• TASK REQUIREMENTS:
In the listing below, find the line that contains "pub trait ByteSize" and the line that contains "pub mod progress;". Quote both and every line between them, exactly, and nothing more.

--- PROVIDED DATA Enclosed Below ---

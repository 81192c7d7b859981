const KB: usize = 1024;
const MB: f64 = 1024.0 * 1024.0;

/// Size conversions for compressed byte buffers
pub trait ByteSize {
    /// Whole kilobytes, truncated
    fn size_in_kb(&self) -> usize;

    /// Megabytes, rounded up to 4 decimal places
    fn size_in_mb(&self) -> f64;
}

impl ByteSize for [u8] {
    fn size_in_kb(&self) -> usize {
        self.len() / KB
    }

    fn size_in_mb(&self) -> f64 {
        ((self.len() as f64 / MB) * 10_000.0).ceil() / 10_000.0
    }
}
pub mod cli;
pub mod config;
pub mod output;
pub mod progress;

pub use cli::{BoundArgs, Cli, Commands, ConfigCommands};
pub use config::Config;
pub use output::OutputFormatter;
pub use progress::ProgressReporter;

--- End of Enclosed PROVIDED DATA ---

• YOUR RESPONSE:
pub trait ByteSize {
    /// Whole kilobytes, truncated
    fn size_in_kb(&self) -> usize;

    /// Megabytes, rounded up to 4 decimal places
    fn size_in_mb(&self) -> f64;
}

impl ByteSize for [u8] {
    fn size_in_kb(&self) -> usize {
        self.len() / KB
    }

    fn size_in_mb(&self) -> f64 {
        ((self.len() as f64 / MB) * 10_000.0).ceil() / 10_000.0
    }
}
pub mod cli;
pub mod config;
pub mod output;
pub mod progress;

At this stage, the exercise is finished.